1. buyer's duty to give notice in case of defective title
2. within a reasonable time
3. within a reasonable time after buyer became aware or ought to have become aware of the right or claim
4. specificity of the notice
5. no notice required if seller knew of the right or claim ]
[1] [buyer's duty to give notice in case of defective title]
Just as in the case of non-conformity in quality (Article 39) the buyer has the duty to give notice in the case of
defective title. If he does not give notice, he loses his rights under Articles 41 and 42, i.e. his rights pursuant to
Article 45 fol. [page 170]
The buyer does not have to communicate his demands immediately when he gives notice; though this is
recommendable. But if replacement of the goods is demanded, he must request it within a reasonable time (c.
Article 46, para. 2; c. also Article 39, note 5).
[2] [within a reasonable time]
Here, too, a reasonable time means as early as possible (c. Article 39, note 3). Such reasonable time may include
a certain period for contemplation by the buyer, including time for an inquiry into the legal situation by consulting
a lawyer (so for ULIS Neumayer/Dölle). Unlike Article 39 (c. note 6) there is no time limit here. A motion by the
former GDR suggesting a two-year time limit was not adopted (O.R., 327 fol), which Schlechtriem (65) regrets. It
is, therefore, recommended that the seller proposes a contractual time limit for the notice.
The buyer thus has the right to give notice of third parties' intellectual property rights during the entire period of
validity of those rights, provided, of course, all other conditions of Article 42 are fulfilled. It has to also be taken into
account that the claims under Article 42 fall under the statute of limitations with the limitation period beginning the
day the goods are handed over to the buyer (c.

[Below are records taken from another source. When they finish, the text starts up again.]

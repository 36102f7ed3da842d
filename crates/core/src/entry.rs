//! Tier-resident cache entries.

use bytes::Bytes;
use chrono::{DateTime, Utc};
use std::time::Duration;

/// One cached value as a tier holds it.
///
/// Entries are owned by exactly one tier; promotion copies the payload
/// into the destination rather than sharing it.
#[derive(Debug, Clone)]
pub struct CacheEntry {
    /// Serialized value payload.
    pub payload: Bytes,
    /// When the entry was created.
    pub created_at: DateTime<Utc>,
    /// When the entry stops being servable.
    pub expires_at: DateTime<Utc>,
    /// Lookups that returned this entry.
    pub access_count: u64,
    /// When the entry was last returned.
    pub last_accessed: DateTime<Utc>,
    /// Payload size in bytes.
    pub size_bytes: u64,
    /// Whether the payload is currently zstd-compressed.
    pub compressed: bool,
}

impl CacheEntry {
    /// Build a fresh entry expiring `ttl` after `now`.
    #[must_use]
    pub fn new(payload: Bytes, ttl: Duration, now: DateTime<Utc>) -> Self {
        let lifetime = chrono::Duration::from_std(ttl).unwrap_or(chrono::TimeDelta::MAX);
        let expires_at = now
            .checked_add_signed(lifetime)
            .unwrap_or(DateTime::<Utc>::MAX_UTC);
        Self {
            size_bytes: payload.len() as u64,
            payload,
            created_at: now,
            expires_at,
            access_count: 0,
            last_accessed: now,
            compressed: false,
        }
    }

    /// Whether the entry is past its expiry at `now`.
    #[must_use]
    pub fn is_expired(&self, now: DateTime<Utc>) -> bool {
        now >= self.expires_at
    }

    /// Record a served lookup.
    pub fn touch(&mut self, now: DateTime<Utc>) {
        self.access_count = self.access_count.saturating_add(1);
        self.last_accessed = now;
    }

    /// Memory eviction score: access count over age since last access.
    ///
    /// Cold entries score near zero and are evicted first; an entry
    /// touched moments ago scores high regardless of its total count.
    #[must_use]
    pub fn score(&self, now: DateTime<Utc>) -> f64 {
        let age_secs = ((now - self.last_accessed).num_milliseconds() as f64 / 1000.0).max(0.001);
        self.access_count as f64 / age_secs
    }
}
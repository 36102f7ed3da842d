//! Background maintenance: TTL sweeps, pattern pruning, and periodic
//! similarity index rebuilds.

use std::collections::HashSet;
use std::sync::Arc;
use std::time::Duration;

use chrono::Utc;
use tokio::sync::RwLock;
use tokio::task::JoinHandle;
use tokio_util::sync::CancellationToken;

use dejavu_events::{CacheEventKind, EventSender};
use dejavu_hash::ContentHash;

use crate::access::AccessLog;
use crate::similarity::SimilarityIndex;
use crate::stats::StatsRecorder;
use crate::tier::disk::DiskTier;
use crate::tier::memory::MemoryTier;

/// Handle to the periodic maintenance worker.
///
/// Dropping the handle does not stop the worker; call
/// [`shutdown`](Self::shutdown) (or [`cancel`](Self::cancel)) to end it.
#[derive(Debug)]
pub struct MaintenanceHandle {
    token: CancellationToken,
    task: JoinHandle<()>,
}

impl MaintenanceHandle {
    pub(crate) fn new(token: CancellationToken, task: JoinHandle<()>) -> Self {
        Self { token, task }
    }

    /// Request cancellation without waiting for the worker to stop.
    pub fn cancel(&self) {
        self.token.cancel();
    }

    /// Stop the worker and wait for any in-flight pass to finish.
    pub async fn shutdown(self) {
        self.token.cancel();
        if let Err(error) = self.task.await {
            if !error.is_cancelled() {
                tracing::warn!(%error, "maintenance task ended abnormally");
            }
        }
    }
}

/// Everything a maintenance pass needs, cloned out of the orchestrator.
pub(crate) struct MaintenanceContext {
    pub(crate) memory: Arc<RwLock<MemoryTier>>,
    pub(crate) disk: Arc<DiskTier>,
    pub(crate) similarity: Arc<RwLock<SimilarityIndex>>,
    pub(crate) access: Arc<RwLock<AccessLog>>,
    pub(crate) stats: Arc<StatsRecorder>,
    pub(crate) events: Option<EventSender>,
    pub(crate) interval: Duration,
    pub(crate) rebuild_every: u32,
    pub(crate) threshold: f64,
}

/// Worker loop. Sweeps every tick, rebuilds the similarity index every
/// `rebuild_every` ticks, and stops promptly on cancellation.
pub(crate) async fn run(ctx: MaintenanceContext, token: CancellationToken) {
    let start = tokio::time::Instant::now() + ctx.interval;
    let mut ticker = tokio::time::interval_at(start, ctx.interval);
    ticker.set_missed_tick_behavior(tokio::time::MissedTickBehavior::Delay);
    let mut tick: u64 = 0;
    loop {
        tokio::select! {
            () = token.cancelled() => break,
            _ = ticker.tick() => {
                tick += 1;
                ctx.sweep(&token).await;
                if token.is_cancelled() {
                    break;
                }
                if tick % u64::from(ctx.rebuild_every) == 0 {
                    ctx.rebuild_index(&token).await;
                }
                ctx.publish_statistics().await;
            }
        }
    }
    tracing::debug!("maintenance worker stopped");
}

impl MaintenanceContext {
    /// Remove expired entries from both tiers and cascade the removals
    /// into the similarity index and access log.
    async fn sweep(&self, token: &CancellationToken) {
        let started = std::time::Instant::now();
        let now = Utc::now();

        let mut expired: HashSet<ContentHash> = {
            let mut memory = self.memory.write().await;
            memory.sweep_expired(now).into_iter().collect()
        };
        if token.is_cancelled() {
            return;
        }
        expired.extend(self.disk.sweep_expired(now).await);

        // a key swept from one tier may still be live in the other
        let mut gone = Vec::new();
        for key in &expired {
            let in_memory = { self.memory.read().await.contains(key, now) };
            if in_memory || self.disk.contains(key, now).await {
                continue;
            }
            gone.push(key.clone());
        }
        if !gone.is_empty() {
            {
                let mut similarity = self.similarity.write().await;
                for key in &gone {
                    similarity.remove(key);
                }
            }
            let mut access = self.access.write().await;
            for key in &gone {
                access.remove(key);
            }
        }

        self.prune_patterns(now).await;

        if !expired.is_empty() {
            self.stats.record_expirations(expired.len() as u64);
            self.emit(CacheEventKind::Expired {
                keys: expired.iter().map(|k| k.as_hex().to_string()).collect(),
            });
            tracing::debug!(expired = expired.len(), "ttl sweep removed entries");
        }
        self.emit(CacheEventKind::SweepCompleted {
            expired: expired.len(),
            duration_ms: started.elapsed().as_millis() as u64,
        });
    }

    /// Drop access patterns for keys no longer resident in either tier.
    async fn prune_patterns(&self, now: chrono::DateTime<Utc>) {
        let tracked = { self.access.read().await.keys() };
        let mut dead = Vec::new();
        for key in tracked {
            let in_memory = { self.memory.read().await.contains(&key, now) };
            if in_memory || self.disk.contains(&key, now).await {
                continue;
            }
            dead.push(key);
        }
        if !dead.is_empty() {
            let mut access = self.access.write().await;
            for key in &dead {
                access.remove(key);
            }
        }
    }

    /// Recompute the similarity graph from resident nodes.
    ///
    /// The pairwise pass runs on a snapshot without holding any lock,
    /// checking for cancellation between rows. An aborted rebuild
    /// leaves the previous graph untouched; the new graph is installed
    /// in one swap at the end.
    async fn rebuild_index(&self, token: &CancellationToken) {
        let started = std::time::Instant::now();
        let snapshot = { self.similarity.read().await.snapshot() };
        if snapshot.is_empty() {
            return;
        }

        let now = Utc::now();
        let mut live = Vec::with_capacity(snapshot.len());
        for (hash, signature) in snapshot {
            if token.is_cancelled() {
                return;
            }
            let in_memory = { self.memory.read().await.contains(&hash, now) };
            if in_memory || self.disk.contains(&hash, now).await {
                live.push((hash, signature));
            }
        }

        let mut edges = Vec::new();
        for (i, (hash_a, sig_a)) in live.iter().enumerate() {
            if token.is_cancelled() {
                return;
            }
            for (hash_b, sig_b) in &live[i + 1..] {
                if sig_a.similarity(sig_b) >= self.threshold {
                    edges.push((hash_a.clone(), hash_b.clone()));
                }
            }
        }

        let (nodes, edge_count) = {
            let mut similarity = self.similarity.write().await;
            similarity.rebuild(live, edges);
            (similarity.node_count(), similarity.edge_count())
        };
        self.emit(CacheEventKind::IndexRebuilt {
            nodes,
            edges: edge_count,
            duration_ms: started.elapsed().as_millis() as u64,
        });
        tracing::debug!(nodes, edges = edge_count, "similarity index rebuilt");
    }

    async fn publish_statistics(&self) {
        let (memory_entries, memory_bytes) = {
            let memory = self.memory.read().await;
            (memory.entry_count() as u64, memory.total_bytes())
        };
        let (disk_entries, disk_bytes) = self.disk.usage().await;
        let snapshot = self
            .stats
            .snapshot(memory_entries, memory_bytes, disk_entries, disk_bytes);
        self.emit(CacheEventKind::Statistics(snapshot));
    }

    fn emit(&self, kind: CacheEventKind) {
        if let Some(sender) = &self.events {
            sender.emit(kind).ok();
        }
    }
}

Article 10, para. 2, Limitation Convention). According to
Schlechtriem, there are only a few practical cases left so that there is no need for a time limit.
[3] [within a reasonable time after buyer became aware or ought to have become aware of the right or
claim]
When the buyer receives knowledge of third party rights or claims he has to give notice within a reasonable
time. He must not wait. The reasonable time commences when the buyer ought to have become aware of the
third party right or claim. The buyer must not carelessly neglect rights or claims of third parties of which he
becomes aware. But he does not need to carry out research into whether a third party might intend to assert a
claim.
[4] [specificity of the notice]
The buyer not only has an obligation to give notice, he also has to specify the nature of the right or claim, the steps
that the third party has undertaken etc., so as to enable the seller to take immediate measures defending his rights.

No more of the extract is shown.